I think it’s terrific that an eccentric, brilliant billionaire and a publicity-hungry Wall Street money manager have found common ground on which to publicly disagree. More interesting to me was the incredible hurdle investors need to clear for their hedge fund monies to deliver against index funds:
“A fund of funds normally charges a 1% annual management fee. The hedge funds it puts that money into charge an annual management fee of their own, which for funds of funds is typically 1.5%. (The fees are paid quarterly by an investor and are figured on the value of his account at the time.)
So that’s 2.5% of an investor’s capital that continually goes for these fees, regardless of the returns earned during a year. In contrast, Vanguard’s S&P 500 index fund had an expense ratio last year of 15 basis points (0.15%) for ordinary shares and only seven basis points for Admiral shares, which are available to large investors. Admiral shares are the ones “bought” by Buffett in the bet.

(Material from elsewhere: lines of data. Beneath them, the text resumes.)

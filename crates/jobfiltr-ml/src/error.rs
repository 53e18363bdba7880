use crate::config::ConfigError;
use crate::scoring::ScoringError;
use crate::telemetry::TelemetryError;
use axum::http::StatusCode;
use axum::response::{IntoResponse, Response};
use axum::Json;
use serde_json::json;
use std::fmt;

#[derive(Debug)]
pub enum AppError {
    Config(ConfigError),
    Telemetry(TelemetryError),
    Io(std::io::Error),
    Input(serde_json::Error),
    Scoring(ScoringError),
}

impl fmt::Display for AppError {
    fn fmt(&self, f: &mut fmt::Formatter<'_>) -> fmt::Result {
        match self {
            AppError::Config(err) => write!(f, "configuration error: {}", err),
            AppError::Telemetry(err) => write!(f, "telemetry error: {}", err),
            AppError::Io(err) => write!(f, "io error: {}", err),
            AppError::Input(err) => write!(f, "invalid prediction request: {}", err),
            AppError::Scoring(err) => write!(f, "scoring error: {}", err),
        }
    }
}

impl std::error::Error for AppError {
    fn source(&self) -> Option<&(dyn std::error::Error + 'static)> {
        match self {
            AppError::Config(err) => Some(err),
            AppError::Telemetry(err) => Some(err),
            AppError::Io(err) => Some(err),
            AppError::Input(err) => Some(err),
            AppError::Scoring(err) => Some(err),
        }
    }
}

impl IntoResponse for AppError {
    fn into_response(self) -> Response {
        let (status, message) = match &self {
            AppError::Input(_) => (StatusCode::BAD_REQUEST, self.to_string()),
            AppError::Scoring(ScoringError::InvalidFeatures(err)) => {
                (StatusCode::UNPROCESSABLE_ENTITY, err.to_string())
            }
            AppError::Scoring(ScoringError::Prediction(_)) => {
                (StatusCode::INTERNAL_SERVER_ERROR, "prediction failed".to_string())
            }
            AppError::Config(_) | AppError::Telemetry(_) | AppError::Io(_) => {
                (StatusCode::INTERNAL_SERVER_ERROR, self.to_string())
            }
        };

        let body = Json(json!({ "error": message }));
        (status, body).into_response()
    }
}

impl From<ConfigError> for AppError {
    fn from(value: ConfigError) -> Self {
        Self::Config(value)
    }
}

impl From<TelemetryError> for AppError {
    fn from(value: TelemetryError) -> Self {
        Self::Telemetry(value)
    }
}

impl From<std::io::Error> for AppError {
    fn from(value: std::io::Error) -> Self {
        Self::Io(value)
    }
}

impl From<serde_json::Error> for AppError {
    fn from(value: serde_json::Error) -> Self {
        Self::Input(value)
    }
}

impl From<ScoringError> for AppError {
    fn from(value: ScoringError) -> Self {
        Self::Scoring(value)
    }
}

On top of the management fee, the hedge funds typically collect 20% of any gains they make. That leaves 80% for the investors. The fund of funds takes 5% (or more) of that 80% as its share of the gains. The upshot is that only 76% (at most) of the annual return made on an investor’s money accrues to him, with the rest going to the “helpers” that Buffett has written about. Meanwhile, the investor is paying his inexorable management fee of 2.5% on capital.”
The whole “hedge fund” concept is brilliant marketing. Mutual fund returns, after all, have taken an absolute beating versus index funds over the past 30 years. Professional money managers saw the shine come off the penny, and suddenly “hedge funds” began raising their sexy heads.
I’m siding with Buffett on this one.